### Multi label classifiation of news into its category using Mutlinomial Naive Bayes

This classifier treats each occurrence of a word as an event. Each of the words' conditional probability distribution is assumed to be multinomial. This ref https://syncedreview.com/2017/07/17/applying-multinomial-naive-bayes-to-nlp-problems-a-practical-explanation/ can be a good refresher of the MultiNB working on text classification problem like the present use case.

Laplace Smoothing is to assign some fail-safe probability to missing tokens in news item sentence, otherwise its container sentences probability gets squashed to zero!

Pipeline stages: -
* Term frequency: Use either CountVectorizer or HashingTF
  * [HashingTF] The transformer hashes token & applies modulo % 'numFeatures' to get unique index => have descently big 'numFeatures' to avoid collission resulting in erroneous TF of some important token => 'numFeatures' default 2^^18
* Inverse Doc Freq (IDF): It operates on TF

Important Notes: -
* The UCI News Aggregator dataset has been taken from https://www.kaggle.com/uciml/news-aggregator-dataset. It contains headlines, URLs, and categories for 422,937 news stories collected by a web aggregator between March 10th, 2014 and August 10th, 2014. Upload csv file to Databricks FileStore through "databricks >> Import & Explore Data".
* This notebook has been at https://databricks-prod-cloudfront.cloud.databricks.com/public/4027ec902e239c93eaaa8714f173bcfc/1044241664895185/3279643061129108/3281307886843282/latest.html.
* This solution has been tried on Databricks Community!

In [2]:
from pyspark.ml import Pipeline 
from pyspark.ml.feature import Tokenizer, CountVectorizer, StringIndexer, RegexTokenizer, StopWordsRemover, HashingTF, IDF, IndexToString
from pyspark.sql.functions import col, udf,regexp_replace,isnull, countDistinct
from pyspark.sql.types import StringType,IntegerType
from pyspark.ml.classification import NaiveBayes
from pyspark.ml.evaluation import MulticlassClassificationEvaluator

In [3]:
news = spark.read.csv("/FileStore/tables/uci_news_aggregator-e0002.csv", header='True', inferSchema='True')
#news.count()

In [4]:
news = news.select("TITLE", "CATEGORY")
news = news.dropna()
#news.count()

In [5]:
#news.show(truncate=False)

In [6]:
#news.agg(*(countDistinct(col(c)).alias(c) for c in news.columns)).show()

In [7]:
# 'category' column requires just categorization which is 

indexer = StringIndexer(inputCol="CATEGORY", outputCol="label")
news = indexer.fit(news).transform(news)

In [8]:
(news_train, news_test) = news.randomSplit([0.8, 0.2], seed = 12345)
#print(news_train.count(), news_test.count())

In [9]:
# Pipeline labelCol default is 'label' & featuresCol default is 'features'

#categoryIndexer = StringIndexer(inputCol="CATEGORY", outputCol="label")

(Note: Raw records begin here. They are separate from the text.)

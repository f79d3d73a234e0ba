//! Command-line front end.
//!
//! `main` parses the arguments into a [`Cli`] and hands the selected
//! [`CliCommand`] to [`run`], which resolves configuration, builds the
//! client and dispatches to the matching command.

pub mod args;
pub mod commands;
pub mod repl;

pub use args::{ChatOptions, Cli, CliCommand};
pub use commands::{handle_attachments_command, handle_health_command, handle_history_command};
pub use repl::{Repl, ReplInput};

use std::time::Duration;

use color_eyre::eyre::WrapErr;
use color_eyre::Result;
use tokio::io::BufReader;
use tracing::debug;

use crate::adapters::ReqwestHttpClient;
use crate::client::AssistantClient;
use crate::config::ClientConfig;
use crate::state::ChatSession;

/// Configuration for `options`: the config file, then flags and their
/// environment variables.
pub fn resolve_config(options: &ChatOptions) -> Result<ClientConfig> {
    let config = ClientConfig::load(options.config.as_deref()).wrap_err("Invalid configuration")?;
    Ok(apply_options(config, options))
}

/// Overlay command-line flags on a loaded configuration.
pub fn apply_options(mut config: ClientConfig, options: &ChatOptions) -> ClientConfig {
    if let Some(url) = &options.url {
        config = config.with_base_url(url.as_str());
    }
    if let Some(top_k) = options.top_k {
        config = config.with_top_k(top_k);
    }
    if let Some(include) = options.include_citations() {
        config = config.with_include_citations(include);
    }
    if let Some(secs) = options.timeout_secs {
        config = config.with_request_timeout(Duration::from_secs(secs));
    }
    if let Some(policy) = options.partial_reply {
        config = config.with_partial_reply_policy(policy);
    }
    config
}

/// Production client for `config`.
pub fn build_client(config: &ClientConfig) -> Result<AssistantClient<ReqwestHttpClient>> {
    let http = ReqwestHttpClient::with_connect_timeout(config.request_timeout)
        .wrap_err("Failed to build HTTP client")?;
    Ok(AssistantClient::with_http(config.base_url.as_str(), http))
}

/// Execute a parsed command.
pub async fn run(command: CliCommand) -> Result<()> {
    match command {
        CliCommand::Health(options) => {
            let client = build_client(&resolve_config(&options)?)?;
            handle_health_command(&client, &mut std::io::stdout()).await
        }
        CliCommand::History {
            conversation_id,
            options,
        } => {
            let client = build_client(&resolve_config(&options)?)?;
            handle_history_command(&client, &conversation_id, &mut std::io::stdout()).await
        }
        CliCommand::Attachments(options) => {
            let client = build_client(&resolve_config(&options)?)?;
            handle_attachments_command(&client, &mut std::io::stdout()).await
        }
        CliCommand::Chat(options) => run_chat(options).await,
    }
}

async fn run_chat(options: ChatOptions) -> Result<()> {
    let config = resolve_config(&options)?;
    debug!(base_url = %config.base_url, top_k = config.top_k, "Starting chat");

    let session = ChatSession::from_config(build_client(&config)?, &config);
    if let Some(conversation_id) = &options.conversation {
        session.continue_conversation(conversation_id.as_str());
    }

    let mut repl = Repl::new(session);
    for path in &options.attachments {
        let uploaded = repl.attach(path).await?;
        eprintln!("Attached {} ({})", uploaded.filename, uploaded.attachment_id);
    }

    let stdin = BufReader::new(tokio::io::stdin());
    repl.run(stdin, &mut std::io::stdout(), &mut std::io::stderr())
        .await
}

#[cfg(test)]
mod tests {
    use super::*;
    use crate::state::PartialReplyPolicy;

    #[test]
    fn test_flags_override_config() {
        let config = ClientConfig::new()
            .with_base_url("http://from-file:8000")
            .with_top_k(3)
            .with_partial_reply_policy(PartialReplyPolicy::Discard);
        let options = ChatOptions {
            url: Some("https://from-flag.example/".to_string()),
            top_k: Some(9),
            no_citations: true,
            ..ChatOptions::default()
        };

        let merged = apply_options(config, &options);
        assert_eq!(merged.base_url, "https://from-flag.example");
        assert_eq!(merged.top_k, 9);
        assert!(!merged.include_citations);
        assert_eq!(merged.partial_reply_policy, PartialReplyPolicy::Discard);
    }

    #[test]
    fn test_timeout_and_policy_flags() {
        let options = ChatOptions {
            citations: Some(false),
            timeout_secs: Some(5),
            partial_reply: Some(PartialReplyPolicy::Discard),
            ..ChatOptions::default()
        };

        let merged = apply_options(ClientConfig::new(), &options);
        assert!(!merged.include_citations);
        assert_eq!(merged.request_timeout, Duration::from_secs(5));
        assert_eq!(merged.partial_reply_policy, PartialReplyPolicy::Discard);
    }

    #[test]
    fn test_no_flags_keeps_config() {
        let config = ClientConfig::new().with_top_k(4);
        let merged = apply_options(config.clone(), &ChatOptions::default());
        assert_eq!(merged, config);
    }

    #[test]
    fn test_build_client_uses_base_url() {
        let config = ClientConfig::new()
            .with_base_url("http://assistant.test")
            .with_request_timeout(Duration::from_secs(5));
        let client = build_client(&config).unwrap();
        assert_eq!(client.base_url(), "http://assistant.test");
    }

    #[test]
    fn test_missing_config_file_is_an_error() {
        let options = ChatOptions {
            config: Some("/nonexistent/celine-chat/config.json".into()),
            ..ChatOptions::default()
        };
        assert!(resolve_config(&options).is_err());
    }
}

tokenizer = Tokenizer(inputCol="TITLE", outputCol="words")
wordsRemover = StopWordsRemover(inputCol=tokenizer.getOutputCol(), outputCol="words_cleaned")

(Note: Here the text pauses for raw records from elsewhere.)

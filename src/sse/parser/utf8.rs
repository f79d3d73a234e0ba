//! Incremental UTF-8 decoding across chunk boundaries.

/// Replacement for byte sequences that can never become valid UTF-8
const REPLACEMENT: char = '\u{FFFD}';

/// Stateful decoder that holds back an incomplete trailing sequence until
/// the next chunk completes it.
#[derive(Debug, Default)]
pub(crate) struct Utf8Decoder {
    pending: Vec<u8>,
}

impl Utf8Decoder {
    /// Decode `chunk` (prefixed by any carried-over bytes) into `out`.
    pub fn decode_into(&mut self, chunk: &[u8], out: &mut String) {
        self.pending.extend_from_slice(chunk);

        let mut consumed = 0;
        while consumed < self.pending.len() {
            let rest = &self.pending[consumed..];
            match std::str::from_utf8(rest) {
                Ok(valid) => {
                    out.push_str(valid);
                    consumed = self.pending.len();
                }
                Err(err) => {
                    let (valid, _) = rest.split_at(err.valid_up_to());
                    if let Ok(valid) = std::str::from_utf8(valid) {
                        out.push_str(valid);
                    }
                    match err.error_len() {
                        Some(invalid_len) => {
                            out.push(REPLACEMENT);
                            consumed += err.valid_up_to() + invalid_len;
                        }
                        // Incomplete sequence at the end: wait for more bytes
                        None => {
                            consumed += err.valid_up_to();
                            break;
                        }
                    }
                }
            }
        }

        self.pending.drain(..consumed);
    }

    /// Number of bytes held back waiting for the rest of a character
    pub fn pending_len(&self) -> usize {
        self.pending.len()
    }

    pub fn reset(&mut self) {
        self.pending.clear();
    }
}

#[cfg(test)]
mod tests {
    use super::*;

    fn decode_all(chunks: &[&[u8]]) -> (String, usize) {
        let mut decoder = Utf8Decoder::default();
        let mut out = String::new();
        for chunk in chunks {
            decoder.decode_into(chunk, &mut out);
        }
        (out, decoder.pending_len())
    }

    #[test]
    fn test_ascii_passthrough() {
        assert_eq!(decode_all(&[b"hello"]), ("hello".to_string(), 0));
    }

    #[test]
    fn test_split_two_byte_char() {
        let bytes = "é".as_bytes();
        let (out, pending) = decode_all(&[&bytes[..1]]);
        assert_eq!(out, "");
        assert_eq!(pending, 1);

        assert_eq!(
            decode_all(&[&bytes[..1], &bytes[1..]]),
            ("é".to_string(), 0)
        );
    }

    #[test]
    fn test_four_byte_char_split_every_byte() {
        let bytes = "a😀b".as_bytes();
        let chunks: Vec<&[u8]> = bytes.chunks(1).collect();
        assert_eq!(decode_all(&chunks), ("a😀b".to_string(), 0));
    }

    #[test]
    fn test_invalid_byte_is_replaced() {
        let (out, pending) = decode_all(&[b"a\xFFb"]);
        assert_eq!(out, "a\u{FFFD}b");
        assert_eq!(pending, 0);
    }

    #[test]
    fn test_reset_drops_pending() {
        let mut decoder = Utf8Decoder::default();
        let mut out = String::new();
        decoder.decode_into(&"€".as_bytes()[..2], &mut out);
        assert_eq!(decoder.pending_len(), 2);
        decoder.reset();
        assert_eq!(decoder.pending_len(), 0);
    }
}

cv = CountVectorizer(inputCol=wordsRemover.getOutputCol(), outputCol="words_tf")
#hashingTF = HashingTF(inputCol=wordsRemover.getOutputCol(), outputCol="title_cleaned_hashed")

idf = IDF(minDocFreq=5, inputCol=cv.getOutputCol(), outputCol="features")

nb = NaiveBayes(smoothing=1.0, modelType="multinomial")

In [10]:
# tokenizer, wordsRemover & hashingTF are of type Tranasformer
# tfidf stage involves both Estimator & Transform (it used in standalone mode then it should be used as per below
#               idf = IDF().fit(tf)
#               tfidf = idf.transform(tf))
# lr stage involves only Estimator

pipeline = Pipeline(stages=[tokenizer, wordsRemover, cv, idf, nb])

model = pipeline.fit(news_train)

In [11]:
nb_predictions = model.transform(news_test)

In [12]:
#nb_predictions.select("prediction", "label", "features").show(20)

In [13]:
evaluator = MulticlassClassificationEvaluator(labelCol="label", predictionCol="prediction", metricName="accuracy")

In [14]:
nb_accuracy = evaluator.evaluate(nb_predictions)

In [15]:
print("Accuracy of NaiveBayes is = %g" % (nb_accuracy))
print("Test Error of NaiveBayes = %g " % (1.0 - nb_accuracy))

Misc notes: - 
* [TODO] Attempted to chain categoryIndexer pre-processing on CATEGORY column but "...Failed to execute user defined function($anonfun$9: (string) =&gt; double)...".